Hi - I've had the above watch circa 1990s for just over a year now and I'm very fond of it. However, it keeps telling the wrong time and seems to seize up (the minute hand is clearly pulsing but not moving forward so it's not the battery). The problem is intermittent.

On closer inspection I noticed that there is a hair inside the watch between the crystal and the dial and I think this is what's causing the problem.

So I took it to a friendly high street watch fixer who removed the thing in 5 minutes and didn't charge me. I was very grateful and assumed the hair had got in during the service which the watch had been through before I bought it.

A ye

Sorry posted before I'd finished typing, don't know how that happened...

A year later and I have exactly the same problem!

Yes, I'm a hairy bugger, but this is kind of weird - any thoughts?

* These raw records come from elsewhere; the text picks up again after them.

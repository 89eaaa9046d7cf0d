//! The backtrackable usage tracker.
//!
//! Lookups notify registered callbacks so unused-binding warnings can be
//! computed without a separate pass. Registrations are undoable: speculative
//! type-checking rolls back a registration together with the binding it was
//! attached to.

use span::Span;
use std::{cell::RefCell, rc::Rc};
use utility::{Atom, HashMap};

/// The key a usage callback is registered under.
#[derive(Clone, Copy, PartialEq, Eq, Hash, Debug)]
pub enum UsageKey {
    /// A binding, identified by name and introduction site.
    Name { name: Atom, loc: Span },
    /// A single constructor of a type, for constructor-level granularity.
    Ctor { ty: Atom, loc: Span, name: Atom },
}

/// How a binding was used.
#[derive(Clone, Copy, PartialEq, Eq, Debug)]
pub enum UsageKind {
    /// Used as an expression or positive pattern.
    Reference,
    /// Used in a pattern context.
    Pattern,
    /// Used in a way that justifies treating the owning type as effectively private.
    Privatize,
}

/// The three independent usage facets of a constructor.
///
/// Each is settable at most once per transaction and individually undoable.
#[derive(Clone, Copy, Default, PartialEq, Eq, Debug)]
pub struct CtorUsage {
    pub referenced: bool,
    pub pattern: bool,
    pub privatize: bool,
}

type Callback = Rc<dyn Fn(UsageKind)>;

/// The registry of usage callbacks and constructor facets.
///
/// The maps live behind [`Rc`]s so that recorded inverse actions can reach
/// them after the borrow of the owning session has ended.
#[derive(Default)]
pub(crate) struct UsageRegistry {
    callbacks: Rc<RefCell<HashMap<UsageKey, Callback>>>,
    ctors: Rc<RefCell<HashMap<UsageKey, CtorUsage>>>,
}

impl UsageRegistry {
    /// Install a callback under a key.
    ///
    /// A later registration under the same key composes with the earlier one
    /// rather than replacing it, so stacked scopes all observe the use.
    pub(crate) fn register(
        &self,
        undo: &UndoLog,
        key: UsageKey,
        on_use: impl Fn(UsageKind) + 'static,
    ) {
        let previous = self.callbacks.borrow().get(&key).cloned();

        let composed: Callback = match previous.clone() {
            Some(previous) => Rc::new(move |kind| {
                on_use(kind);
                previous(kind);
            }),
            None => Rc::new(on_use),
        };

        self.callbacks.borrow_mut().insert(key, composed);

        let callbacks = Rc::clone(&self.callbacks);
        undo.record(move || {
            let mut callbacks = callbacks.borrow_mut();
            match previous {
                Some(previous) => callbacks.insert(key, previous),
                None => callbacks.remove(&key),
            };
        });
    }

    /// Notify a use. Unregistered keys are silently ignored.
    pub(crate) fn notify(&self, undo: &UndoLog, key: UsageKey, kind: UsageKind) {
        if let UsageKey::Ctor { .. } = key {
            self.set_facet(undo, key, kind);
        }

        let callback = self.callbacks.borrow().get(&key).cloned();
        if let Some(callback) = callback {
            callback(kind);
        }
    }

    fn set_facet(&self, undo: &UndoLog, key: UsageKey, kind: UsageKind) {
        let mut ctors = self.ctors.borrow_mut();
        let facets = ctors.entry(key).or_default();

        let facet = match kind {
            UsageKind::Reference => &mut facets.referenced,
            UsageKind::Pattern => &mut facets.pattern,
            UsageKind::Privatize => &mut facets.privatize,
        };

        if *facet {
            return;
        }
        *facet = true;
        drop(ctors);

        let ctors = Rc::clone(&self.ctors);
        undo.record(move || {
            if let Some(facets) = ctors.borrow_mut().get_mut(&key) {
                match kind {
                    UsageKind::Reference => facets.referenced = false,
                    UsageKind::Pattern => facets.pattern = false,
                    UsageKind::Privatize => facets.privatize = false,
                }
            }
        });
    }

    pub(crate) fn ctor_usage(&self, key: UsageKey) -> Option<CtorUsage> {
        self.ctors.borrow().get(&key).copied()
    }

    pub(crate) fn clear(&self) {
        self.callbacks.borrow_mut().clear();
        self.ctors.borrow_mut().clear();
    }
}

/// The ambient transaction stack.
///
/// Every mutation of shared state pushes an inverse action onto the innermost
/// open transaction. Committing drops the recorded inverses, aborting replays
/// them in reverse order of registration. Outside any transaction, mutations
/// are permanent and nothing is recorded.
#[derive(Default)]
pub(crate) struct UndoLog {
    frames: RefCell<Vec<Vec<Box<dyn FnOnce()>>>>,
}

impl UndoLog {
    pub(crate) fn record(&self, inverse: impl FnOnce() + 'static) {
        if let Some(frame) = self.frames.borrow_mut().last_mut() {
            frame.push(Box::new(inverse));
        }
    }

    pub(crate) fn begin(&self) {
        self.frames.borrow_mut().push(Vec::new());
    }

    pub(crate) fn commit(&self) {
        let frame = self.frames.borrow_mut().pop().expect("no open transaction");

        // Inverses of a committed inner transaction must survive into the
        // enclosing one: the outer abort still has to revert them.
        if let Some(outer) = self.frames.borrow_mut().last_mut() {
            outer.extend(frame);
        }
    }

    pub(crate) fn abort(&self) {
        let frame = self.frames.borrow_mut().pop().expect("no open transaction");

        for inverse in frame.into_iter().rev() {
            inverse();
        }
    }
}

#[cfg(test)]
mod test {
    use super::*;
    use std::cell::Cell;

    fn key() -> UsageKey {
        UsageKey::Name {
            name: Atom::from("x"),
            loc: Span::default(),
        }
    }

    #[test]
    fn notifications_reach_the_registered_callback() {
        let registry = UsageRegistry::default();
        let undo = UndoLog::default();
        let count = Rc::new(Cell::new(0));

        let observed = Rc::clone(&count);
        registry.register(&undo, key(), move |_| observed.set(observed.get() + 1));

        registry.notify(&undo, key(), UsageKind::Reference);
        registry.notify(&undo, key(), UsageKind::Reference);

        assert!(count.get() >= 1);
    }

    #[test]
    fn stacked_registrations_compose() {
        let registry = UsageRegistry::default();
        let undo = UndoLog::default();
        let first = Rc::new(Cell::new(false));
        let second = Rc::new(Cell::new(false));

        let observed = Rc::clone(&first);
        registry.register(&undo, key(), move |_| observed.set(true));
        let observed = Rc::clone(&second);
        registry.register(&undo, key(), move |_| observed.set(true));

        registry.notify(&undo, key(), UsageKind::Reference);

        assert!(first.get());
        assert!(second.get());
    }

    #[test]
    fn aborting_a_transaction_rolls_back_registrations() {
        let registry = UsageRegistry::default();
        let undo = UndoLog::default();
        let count = Rc::new(Cell::new(0));

        undo.begin();
        let observed = Rc::clone(&count);
        registry.register(&undo, key(), move |_| observed.set(observed.get() + 1));
        undo.abort();

        registry.notify(&undo, key(), UsageKind::Reference);

        assert_eq!(count.get(), 0);
    }

    #[test]
    fn ctor_facets_are_individually_undoable() {
        let registry = UsageRegistry::default();
        let undo = UndoLog::default();
        let key = UsageKey::Ctor {
            ty: Atom::from("t"),
            loc: Span::default(),
            name: Atom::from("C"),
        };

        registry.notify(&undo, key, UsageKind::Reference);

        undo.begin();
        registry.notify(&undo, key, UsageKind::Pattern);
        assert_eq!(
            registry.ctor_usage(key),
            Some(CtorUsage {
                referenced: true,
                pattern: true,
                privatize: false,
            }),
        );
        undo.abort();

        assert_eq!(
            registry.ctor_usage(key),
            Some(CtorUsage {
                referenced: true,
                pattern: false,
                privatize: false,
            }),
        );
    }
}
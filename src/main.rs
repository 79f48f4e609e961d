//! Serves the in-memory key-JSON store that the HTTP driver talks to.
//!
//! Usage: `ormlet-store [config.toml]`, defaulting to `ormlet.toml`. The bind
//! address comes from `store.bind` or `ORMLET_STORE__BIND`.

use std::sync::Arc;

use ormlet::server::{KeyStore, router};
use ormlet::settings::Settings;
use tracing::info;
use tracing_subscriber::{layer::SubscriberExt, util::SubscriberInitExt};

#[tokio::main]
async fn main() -> Result<(), Box<dyn std::error::Error>> {
    tracing_subscriber::registry()
        .with(tracing_subscriber::EnvFilter::try_from_default_env().unwrap_or_else(|_| "info".into()))
        .with(tracing_subscriber::fmt::layer())
        .init();

    let path = std::env::args().nth(1).unwrap_or_else(|| "ormlet.toml".to_string());
    let settings = Settings::load(&path)?;
    let listener = tokio::net::TcpListener::bind(&settings.store.bind).await?;
    info!(address = %listener.local_addr()?, "key store listening");
    axum::serve(listener, router(Arc::new(KeyStore::new()))).await?;
    Ok(())
}
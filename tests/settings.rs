use std::io::Write;

use ormlet::settings::{DriverKind, Settings};

#[test]
fn missing_file_gives_defaults() {
    let dir = tempfile::tempdir().unwrap();
    let settings = Settings::load(dir.path().join("absent.toml")).unwrap();
    assert_eq!(settings.driver, DriverKind::Sqlite);
    assert_eq!(settings.sqlite.path, None);
    assert_eq!(settings.http.base_url, "http://127.0.0.1:7878");
    assert_eq!(settings.http.timeout_ms, 30_000);
    assert_eq!(settings.store.bind, "127.0.0.1:7878");
}

#[test]
fn file_sections_override_defaults() {
    let mut file = tempfile::Builder::new().suffix(".toml").tempfile().unwrap();
    writeln!(
        file,
        r#"
driver = "http"

[http]
base_url = "http://store.local:9000"

[store]
bind = "0.0.0.0:9000"
"#
    )
    .unwrap();
    let settings = Settings::load(file.path()).unwrap();
    assert_eq!(settings.driver, DriverKind::Http);
    assert_eq!(settings.http.base_url, "http://store.local:9000");
    assert_eq!(settings.http.timeout_ms, 30_000);
    assert_eq!(settings.store.bind, "0.0.0.0:9000");
}

#[test]
fn unknown_driver_is_a_config_error() {
    let mut file = tempfile::Builder::new().suffix(".toml").tempfile().unwrap();
    writeln!(file, r#"driver = "postgres""#).unwrap();
    assert!(matches!(Settings::load(file.path()), Err(ormlet::OrmletError::Config(_))));
}

#[tokio::test]
async fn connect_builds_the_configured_driver() {
    let dir = tempfile::tempdir().unwrap();
    let mut settings = Settings::default();
    settings.sqlite.path = Some(dir.path().join("app.db").to_string_lossy().into_owned());
    assert_eq!(settings.connect().unwrap().name(), "sqlite");

    settings.sqlite.path = Some(String::new());
    assert!(settings.connect().is_err());

    settings.driver = DriverKind::Http;
    assert_eq!(settings.connect().unwrap().name(), "http");
}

How the hell does a hair get into a watch?? Am I going to have to shave my wrists for the rest of my days or is there another solution other than begging a watch maker to perform a hair removal every 12 months?? I don't even wear the watch every day...

Any constructive advice much appreciated! Does anyone else have this problem or is it just me?


----------



## stdape (Mar 9, 2018)

Odd problem is it another Hair? in the Dial. You have to be in the Hairy Arm Squad, to be a proper Watch Wearer !!  , Excluding Females of Course


----------



## enfuseeast (Oct 19, 2018)

could be a hair spring problem.....every year at appx. the same time.....shave money and dont replace the battery....buy a mechanical watch


----------



## JoT (Aug 12, 2003)

@TheBear I suppose a hair could have got in when the battery was changed but given the only access to the dial is by lifting the crystal and accessing from the front it seems unlikely that a hair would make its way in from the back, very odd


----------



## topheronetwoo (Aug 14, 2012)

Knackered movement I reckon.

Ive got two old watches that do this , sometimes I can jump start them by gently pushing the second hand , they then work for a bit. I'd send it into the:and get the movement replaced personally.


----------



## Always"watching" (Sep 21, 2013)

Has our excellent technician Simon been informed of this hairy problem? Give him a heads-up by posting in his Forum section and I'm sure he will help.


----------



## Badman67 (Aug 12, 2018)

These look cool! Just been on ebay checking them out. What sort of price should we paying for these?


----------